**INSTRUCTIONS TO FOLLOW**
Give the lines below again exactly, starting with the line that holds "q-quantile sits at" and going on through the line that holds "pub fn new(values: &[f64])".

**DATA EXTRACTS**
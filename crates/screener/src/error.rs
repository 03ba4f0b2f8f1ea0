//! Error types for screener operations

use thiserror::Error;

/// Screener specific errors
#[derive(Debug, Error)]
pub enum ScreenerError {
    /// The provider answered with an error payload
    #[error("API error: {0}")]
    ApiError(String),

    /// The provider answered with a non-success HTTP status
    #[error("HTTP {status} from {endpoint}")]
    HttpStatus {
        endpoint: String,
        status: u16,
    },

    /// Invalid ticker symbol provided
    #[error("Invalid symbol: {0}")]
    InvalidSymbol(String),

    /// Data not available for the requested symbol
    #[error("Data not available for {symbol}: {reason}")]
    DataUnavailable {
        symbol: String,
        reason: String,
    },

    /// Data was returned but could not be used
    #[error("Malformed data for {symbol}: {reason}")]
    MalformedData {
        symbol: String,
        reason: String,
    },

    /// Rate limit exceeded for API
    #[error("Rate limit exceeded for {provider}")]
    RateLimitExceeded {
        provider: String,
    },

    /// Network or HTTP error
    #[error("Network error: {0}")]
    NetworkError(#[from] reqwest::Error),

    /// JSON parsing error
    #[error("JSON error: {0}")]
    JsonError(#[from] serde_json::Error),

    /// URL construction error
    #[error("URL error: {0}")]
    UrlError(#[from] url::ParseError),

    /// Configuration error
    #[error("Configuration error: {0}")]
    ConfigError(String),

    /// Filesystem error while loading configuration
    #[error("I/O error: {0}")]
    IoError(#[from] std::io::Error),
}

impl ScreenerError {
    /// Whether retrying the same request may succeed
    pub fn is_transient(&self) -> bool {
        match self {
            ScreenerError::NetworkError(e) => e.is_timeout() || e.is_connect() || e.is_request(),
            ScreenerError::HttpStatus { status, .. } => *status == 429 || *status >= 500,
            ScreenerError::RateLimitExceeded { .. } => true,
            _ => false,
        }
    }
}

/// Result type alias for screener operations
pub type Result<T> = std::result::Result<T, ScreenerError>;
//! Column quantiles
//!
//! Linear interpolation between closest ranks: for `n` sorted values the
//! q-quantile sits at position `q * (n - 1)`.

/// Sorted copy of a column, ready for quantile lookups
#[derive(Debug, Clone, PartialEq)]
pub struct Quantiles {
    sorted: Vec<f64>,
}

impl Quantiles {
    /// Non-finite values are ignored
    pub fn new(values: &[f64]) -> Self {
        let mut sorted: Vec<f64> = values.iter().copied().filter(|v| v.is_finite()).collect();
        sorted.sort_by(f64::total_cmp);
        Self { sorted }
    }

    pub fn is_empty(&self) -> bool {
        self.sorted.is_empty()
    }

    /// The `q`-quantile, `q` clamped to `[0, 1]`; `None` for an empty column
    pub fn at(&self, q: f64) -> Option<f64> {
        let last = self.sorted.len().checked_sub(1)?;
        let position = q.clamp(0.0, 1.0) * last as f64;

        let lower = position.floor() as usize;
        let upper = position.ceil() as usize;
        let fraction = position - lower as f64;

        let low = self.sorted[lower];
        let high = self.sorted[upper.min(last)];
        Some(low + (high - low) * fraction)
    }
}
//! Per-stage outcomes collected during a run
//!
//! A failed request never aborts the run: the ticker keeps zero defaults for
//! the affected metrics and the failure is recorded here so it can be shown
//! next to the ranking.

use crate::error::ScreenerError;
use crate::table::Ticker;
use serde::Serialize;
use std::fmt;
use tracing::warn;

/// One data retrieval step for one ticker
#[derive(Debug, Clone, Copy, PartialEq, Eq, Hash, Serialize)]
#[serde(rename_all = "kebab-case")]
pub enum Stage {
    Ratios,
    KeyMetrics,
    Growth,
    Esg,
    EarningsSurprise,
}

impl Stage {
    pub fn name(&self) -> &'static str {
        match self {
            Stage::Ratios => "ratios",
            Stage::KeyMetrics => "key-metrics",
            Stage::Growth => "growth",
            Stage::Esg => "esg",
            Stage::EarningsSurprise => "earnings-surprise",
        }
    }
}

impl fmt::Display for Stage {
    fn fmt(&self, f: &mut fmt::Formatter<'_>) -> fmt::Result {
        f.write_str(self.name())
    }
}

#[derive(Debug, Clone, PartialEq, Eq, Serialize)]
#[serde(tag = "status", rename_all = "lowercase")]
pub enum Outcome {
    /// Every metric was retrieved
    Ok,
    /// The record was retrieved but some fields were null
    Partial { missing: Vec<String> },
    /// A series was used only up to its first unusable entry
    Truncated { used: usize, reason: String },
    /// Nothing usable was retrieved; all metrics of the stage stay at zero
    Failed { reason: String },
}

#[derive(Debug, Clone, PartialEq, Eq, Serialize)]
pub struct StageOutcome {
    pub stage: Stage,
    pub ticker: Ticker,
    #[serde(flatten)]
    pub outcome: Outcome,
}

/// Outcomes of every stage of a run, in execution order
#[derive(Debug, Clone, Default, PartialEq, Eq, Serialize)]
pub struct RunReport {
    outcomes: Vec<StageOutcome>,
}

impl RunReport {
    pub fn new() -> Self {
        Self::default()
    }

    /// Record a stage result, given the names of any null fields
    pub fn record_fields(&mut self, stage: Stage, ticker: &Ticker, missing: Vec<&'static str>) {
        let outcome = if missing.is_empty() {
            Outcome::Ok
        } else {
            Outcome::Partial {
                missing: missing.into_iter().map(String::from).collect(),
            }
        };
        self.push(stage, ticker, outcome);
    }

    pub fn record_ok(&mut self, stage: Stage, ticker: &Ticker) {
        self.push(stage, ticker, Outcome::Ok);
    }

    /// Record a series cut short after `used` entries
    pub fn record_truncated(
        &mut self,
        stage: Stage,
        ticker: &Ticker,
        used: usize,
        reason: impl Into<String>,
    ) {
        let reason = reason.into();
        warn!(stage = stage.name(), %ticker, used, %reason, "series cut short");
        self.push(stage, ticker, Outcome::Truncated { used, reason });
    }

    pub fn record_failure(&mut self, stage: Stage, ticker: &Ticker, error: &ScreenerError) {
        warn!(stage = stage.name(), %ticker, error = %error, "stage failed, using zero defaults");
        self.push(
            stage,
            ticker,
            Outcome::Failed {
                reason: error.to_string(),
            },
        );
    }

    fn push(&mut self, stage: Stage, ticker: &Ticker, outcome: Outcome) {
        self.outcomes.push(StageOutcome {
            stage,
            ticker: ticker.clone(),
            outcome,
        });
    }

    /// Append another report's outcomes
    pub fn extend(&mut self, other: RunReport) {
        self.outcomes.extend(other.outcomes);
    }

    pub fn outcomes(&self) -> &[StageOutcome] {
        &self.outcomes
    }

    /// Outcomes that were not fully successful
    pub fn issues(&self) -> impl Iterator<Item = &StageOutcome> {
        self.outcomes.iter().filter(|o| o.outcome != Outcome::Ok)
    }

    pub fn failure_count(&self) -> usize {
        self.outcomes
            .iter()
            .filter(|o| matches!(o.outcome, Outcome::Failed { .. }))
            .count()
    }

    pub fn is_clean(&self) -> bool {
        self.issues().next().is_none()
    }
}

#[cfg(test)]
mod tests {
    use super::*;

    #[test]
    fn test_report_counts() {
        let msft = Ticker::parse("MSFT").unwrap();
        let mut report = RunReport::new();
        assert!(report.is_clean());

        report.record_ok(Stage::Ratios, &msft);
        report.record_fields(Stage::KeyMetrics, &msft, vec![]);
        assert!(report.is_clean());

        report.record_fields(Stage::Growth, &msft, vec!["5Y CFO Growth"]);
        report.record_failure(
            Stage::Esg,
            &msft,
            &ScreenerError::ApiError("Invalid API KEY".to_string()),
        );

        assert_eq!(report.outcomes().len(), 4);
        assert_eq!(report.issues().count(), 2);
        assert_eq!(report.failure_count(), 1);
        assert!(!report.is_clean());
    }

    #[test]
    fn test_truncated_is_an_issue_not_a_failure() {
        let aapl = Ticker::parse("AAPL").unwrap();
        let mut report = RunReport::new();

        report.record_truncated(Stage::EarningsSurprise, &aapl, 11, "zero estimate");

        assert_eq!(report.issues().count(), 1);
        assert_eq!(report.failure_count(), 0);

        let value = serde_json::to_value(&report.outcomes()[0]).unwrap();
        assert_eq!(value["status"], "truncated");
        assert_eq!(value["used"], 11);
    }

    #[test]
    fn test_outcome_serialization() {
        let outcome = StageOutcome {
            stage: Stage::EarningsSurprise,
            ticker: Ticker::parse("PFE").unwrap(),
            outcome: Outcome::Failed {
                reason: "timeout".to_string(),
            },
        };

        let value = serde_json::to_value(&outcome).unwrap();
        assert_eq!(value["stage"], "earnings-surprise");
        assert_eq!(value["ticker"], "PFE");
        assert_eq!(value["status"], "failed");
        assert_eq!(value["reason"], "timeout");
    }
}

**EXERCISE OUTPUT**
//! q-quantile sits at position `q * (n - 1)`.

/// Sorted copy of a column, ready for quantile lookups
#[derive(Debug, Clone, PartialEq)]
pub struct Quantiles {
    sorted: Vec<f64>,
}

impl Quantiles {
    /// Non-finite values are ignored
    pub fn new(values: &[f64]) -> Self {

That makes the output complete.